Hank D Thoreau said:


> There is really two issues here: safety and stacking. I have a 32 1/2 inch draw so I certainly have experience with both. There are different types of bows, some designed to be short, others, such as target bows, are designed to be long. Taking a very short target bow and overdrawing it may not be a good thing. Short target bows are designed for folks with short draw lengths such as smaller adults and children. Some have weight limitations that are based upon normal draw lengths for that length bow. Also, they will stack, especially entry level bows. If you want a short bow, you may want to look into a bow that is designed to be a short bow. Heck, there are horse bows that are very short that can be drawn 30 inches, but they are designed for that. Be careful what you do with an entry level bow whether it is overdrawing or trying to exceed the recommended draw weight. The Cartel Triple has a plastic riser and the Sage is wood. There are caste aluminum risers such as the TREX, that are only spec'd for up to 34 pounds at recommended draw lengths. I have read a lot of posts from folks that want to take short bows that are designed for kids and turn them into 50 pound hunting bows.


So I'm assuming that a 30# Samick Sage would be the best choice for a 62" lower cost bow to draw to 28" and to not shoot my wife's 62" Cartel riser????

Edit: I hadn't read carefully enough. Even though I couldn't find anything on the Samick site, LAS says that the Sage is good for up to a 28" draw, so that would be the best way to go.


----------



## Hank D Thoreau (Dec 9, 2008)

There are a lot of Sage shooters that really like them. Maybe, some will chime in. I do not shoot one but both of my sons started on bows much like the Cartel. 28 inches is not a really long draw length and I would not think it would strain the Sage.

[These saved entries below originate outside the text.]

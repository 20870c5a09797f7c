// Ampsense Core - CT current sensing and self-calibration
// RMS measurement, stable-load detection, device recognition and learned scale

// Module declarations
pub mod calibration;
pub mod clock;
pub mod config;
pub mod context;
pub mod error;
pub mod hardware;
pub mod measurement;
pub mod net;
pub mod protocol;
pub mod shutdown;
pub mod telemetry;

// Re-exports for convenience
pub use config::AppConfig;
pub use context::AppContext;
pub use shutdown::ShutdownSignal;

use tracing_subscriber::EnvFilter;

/// Install the fmt subscriber, honouring `RUST_LOG` (default `info`)
///
/// `log` records from the library are bridged into the subscriber. Calling
/// this more than once is harmless.
pub fn init_logging() {
    let filter = EnvFilter::try_from_default_env().unwrap_or_else(|_| EnvFilter::new("info"));
    let _ = tracing_subscriber::fmt().with_env_filter(filter).try_init();
}
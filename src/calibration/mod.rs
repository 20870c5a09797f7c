// Calibration module - adaptive zero/scale calibration engine
//
// Components, leaves first:
// 1. RingBuffer: fixed-capacity circular container shared by every history
// 2. CalibrationStore: bias/scale under a bounded-wait lock
// 3. StabilityDetector: rolling current history and stable-load state machine
// 4. DeviceCatalog: first-match load signature recognition
// 5. LearningSystem: decayed weighted scale estimator
// 6. AutoCalStatistics: counters surfaced to the command interface
// 7. controller: periodic zero/learning/sensitivity loop

pub mod controller;
pub mod learning;
pub mod recognition;
pub mod ring;
pub mod stability;
pub mod statistics;
pub mod store;

pub use controller::{next_sensitivity, AutoCalController, ControllerHandle, IterationReport};
pub use learning::{estimate_scale, CalibrationPoint, LearnedScale, LearningSystem};
pub use recognition::{DeviceCatalog, DeviceProfile, Recognition};
pub use ring::RingBuffer;
pub use stability::{StabilityDetector, StabilityEvent, StabilityPhase, StabilityState};
pub use statistics::AutoCalStatistics;
pub use store::{CalibrationParameters, CalibrationStore};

Also, 30 pounds is a pretty reasonable weight.


----------



## Destroyer (Sep 11, 2009)

TheOldNewbie said:


> So I'm assuming that a 30# Samick Sage would be the best choice for a 62" lower cost bow to draw to 28" and to not shoot my wife's 62" Cartel riser????


Yep. The Sage is fine with my long draw btw.


----------



## drewsumrell (Dec 4, 2011)

I shoot a Samick Sage w/ 35# limbs. I have a 30" DL and have shot the Sage thousands of times with no problems. At 28" DL, you should be able to shoot it for decades. Enjoy!


----------



## dayrlm (May 20, 2010)

Most of todays stock bows are designed for a 28" draw. That is how most get their poundage rating. Unless the bow states a poundage at a shorter draw there should be no problem shooting a bow at 28" inches. The biggest problem will be on shorter bows the possibility of finger pinch. But a 60" or longer bow shouldn't be a problem.


----------



## TheOldNewbie (Mar 31, 2012)

Thanks for all the replies. I'm thinking that the Sage would be the best bet, but I do like the Cartel Triple riser (62") that my wife has. I like the weight and the grip. I would get another one for me with 30# limbs and not use hers if I thought that it would be fine for that draw weight. LAS sells it at up to 38#. Besides I would save $35 compared to the Sage. Since we are just backyard shooters and don't hunt anymore, I'm not looking at going any higher than 30#. I shot about 80 arrows in an hour 2 days ago with my 23# bow and could feel it and could feel it again after about 30 arrows yesterday. It has a sight and I do tend to hold a lot longer when using the sight than when shooting instinctive.


----------



## Inak (Apr 6, 2012)

*Draw length*



TheOldNewbie said:


> So I'm assuming that a 30# Samick Sage would be the best choice for a 62" lower cost bow to draw to 28" and to not shoot my wife's 62" Cartel riser????
> 
> Edit: I hadn't read carefully enough. Even though I couldn't find anything on the Samick site, LAS says that the Sage is good for up to a 28" draw, so that would be the best way to go.


Just a note for you, I shoot Mongolian horse bows only. One is the kassai wolf 3, 51# the other is a grozer bi-composite 45# and also a true horse, horn bow from Mongolia which is about 65# depending on the temperature. I have a 31" draw and I can tell you they draw long and fire nicely. However, I do not recommend them for hunting as the accuracy may be in doubt depending on different factors. For target shooting they are short and great to shoot, epically from the back of a horse. 
Have a great weekend


----------